In the Appalachian mountains of Kentucky, West Virginia, Virginia & Tennessee, there is a ticking time-bomb that threatens a rural population with enormous tragedy as a result of mountaintop removal coal mining.

Appalachian Treasures, a free multi-media presentation on mountaintop removal and its critical social & environmental justice impacts, will be featured at a free open-to-the-public program on Thursday, Oct. 26 at 4 p.m. in the Maas Center conference room.

Although Appalachia may seem far from Michigan, it is deeply tied to the region. Not only does much of the electricity powering our homes and businesses come from Appalachian coal, but the region's history, music, and famed self-reliance remain a great influence in American culture.

As energy issues become increasingly pressing in America, it is crucial to realize how our neighbors in Appalachia suffer to supply the energy needs of the rest of the nation and to seek alternatives that do not destroy communities and cultures.

In mountaintop removal mining, big coal companies literally blast apart the beautiful Appalachian Mountains, removing up to 1000 feet of elevation to reach seams of coal. The dirt and rock that used to be the mountain are dumped into adjacent valleys, burying Appalachia's clear mountain streams.

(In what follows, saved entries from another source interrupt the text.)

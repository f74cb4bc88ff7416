use clap::{Arg, ArgAction, ArgMatches, Command as ClapCommand, value_parser};
use env_logger::{Builder, Env};
use log::{error, Level};
use std::path::PathBuf;
use std::process;

use tiffmerge::commands::{apply_cli_overrides, CommandFactory, TiffMergeCommandFactory};
use tiffmerge::config::Config;
use tiffmerge::sequence::Outcome;
use tiffmerge::utils::logger::Logger;

fn inputs_arg(help: &'static str) -> Arg {
    Arg::new("inputs")
        .help(help)
        .value_name("FILE")
        .value_parser(value_parser!(PathBuf))
        .num_args(0..)
        .index(1)
}

fn build_cli() -> ClapCommand {
    ClapCommand::new("tiffmerge")
        .version(env!("CARGO_PKG_VERSION"))
        .author("Maurice Schilpp")
        .about("Merge TIFF files into one multi-frame TIFF, or split a multi-frame TIFF into single-frame files")
        .subcommand_required(true)
        .arg_required_else_help(true)
        .arg(
            Arg::new("config")
                .long("config")
                .help("Configuration file (default: tiffmerge.toml when present)")
                .value_name("FILE")
                .value_parser(value_parser!(PathBuf))
                .global(true),
        )
        .arg(
            Arg::new("output-dir")
                .long("output-dir")
                .help("Directory for merge output and split files")
                .value_name("DIR")
                .value_parser(value_parser!(PathBuf))
                .global(true),
        )
        .arg(
            Arg::new("log-file")
                .long("log-file")
                .help("Append the operation log to this file")
                .value_name("FILE")
                .value_parser(value_parser!(PathBuf))
                .global(true),
        )
        .arg(
            Arg::new("no-atomic")
                .long("no-atomic")
                .help("Write the merge output in place instead of via a temporary file")
                .action(ArgAction::SetTrue)
                .global(true),
        )
        .arg(
            Arg::new("bigtiff")
                .long("bigtiff")
                .help("Always write BigTIFF")
                .action(ArgAction::SetTrue)
                .global(true),
        )
        .arg(
            Arg::new("verify")
                .long("verify")
                .help("Decode inputs and outputs to check other readers accept them")
                .action(ArgAction::SetTrue)
                .global(true),
        )
        .arg(
            Arg::new("verbose")
                .short('v')
                .long("verbose")
                .help("Enable verbose output")
                .action(ArgAction::SetTrue)
                .global(true),
        )
        .subcommand(
            ClapCommand::new("merge")
                .about("Merge TIFF files, in the order given, into one multi-frame TIFF")
                .arg(inputs_arg("Input TIFF files"))
                .arg(
                    Arg::new("output")
                        .short('o')
                        .long("output")
                        .help("Output TIFF file (default: converted_<date>.tif)")
                        .value_name("FILE")
                        .value_parser(value_parser!(PathBuf)),
                )
                .arg(
                    Arg::new("from-split")
                        .long("from-split")
                        .help("Merge the <stem>_<N>.tif files a split of this file produced")
                        .value_name("FILE")
                        .value_parser(value_parser!(PathBuf))
                        .conflicts_with("inputs"),
                ),
        )
        .subcommand(
            ClapCommand::new("split")
                .about("Write every frame of a multi-frame TIFF to <stem>_<index>.tif")
                .arg(inputs_arg("Input TIFF file")),
        )
        .subcommand(
            ClapCommand::new("info")
                .about("Show the container format and frames of TIFF files")
                .arg(inputs_arg("Input TIFF files")),
        )
}

/// Installs the global logger: the log file when one is configured,
/// env_logger on the console otherwise
fn init_logging(config: &Config, args: &ArgMatches) -> std::io::Result<()> {
    let level = if args.get_flag("verbose") { Level::Debug } else { Level::Info };

    match &config.log_file {
        Some(path) => Logger::init_global_logger(path, level),
        None => {
            let default_filter = if level == Level::Debug { "debug" } else { "info" };
            Builder::from_env(Env::default().default_filter_or(default_filter))
                .format_target(false)
                .init();
            Ok(())
        }
    }
}

fn main() {
    let matches = build_cli().get_matches();

    let mut config = match Config::load(matches.get_one::<PathBuf>("config").map(PathBuf::as_path)) {
        Ok(config) => config,
        Err(e) => {
            eprintln!("Error: {}", e);
            process::exit(1);
        }
    };
    apply_cli_overrides(&mut config, &matches);

    if let Err(e) = init_logging(&config, &matches) {
        eprintln!("Error setting up logging: {}", e);
        process::exit(1);
    }

    let logger = match &config.log_file {
        Some(path) => match Logger::new(path) {
            Ok(logger) => logger,
            Err(e) => {
                eprintln!("Error initializing logger: {}", e);
                process::exit(1);
            }
        },
        None => Logger::disabled(),
    };

    let factory = TiffMergeCommandFactory::new();

    let outcome = match factory.create_command(&matches, &config, &logger) {
        Ok(command) => command.execute(),
        Err(e) => {
            error!("Failed to create command: {}", e);
            Outcome::Failed(e)
        }
    };

    match &outcome {
        Outcome::Success(report) if !report.outputs.is_empty() => println!("{}", outcome),
        Outcome::Success(_) => {},
        Outcome::Rejected(_) | Outcome::Failed(_) => eprintln!("{}", outcome),
    }

    process::exit(outcome.exit_code());
}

Mountaintop removal leaves behind vast barren wastelands too remote to be viable for development and too disturbing in appearance to support a tourism economy like those flourishing in the non-coal regions of Appalachia. To date, mountaintop removal mining has flattened at least a million acres across the Appalachian coalfields. 'Valley fills', the term for the mining waste dumped into adjacent valleys, have already buried 1,200 miles of Appalachian streams and more are buried every day.

The Appalachian Treasures project is focused on ending this particular form of coal mining. Over the course of years working with Appalachian coalfield residents, we realized that mountaintop removal will only continue if the American people remain unaware that such an unjust, destructive, and short-sighted enterprise is happening on our soil. Most coalfield communities are rural and isolated. In states where big coal companies hold overwhelming political power, the opposition of coalfield citizens alone is not enough to stop mountain top removal.

The Appalachian Treasures outreach tours are focused on talking with people in districts of federal Congressional Representatives in key positions to help pass the Clean Water Protection Act (HR 2719). The CWPA is a bill in Congress that will outlaw filling streams with the rock & dirt from these enormous coal mines & sharply curtail mountain top removal mining.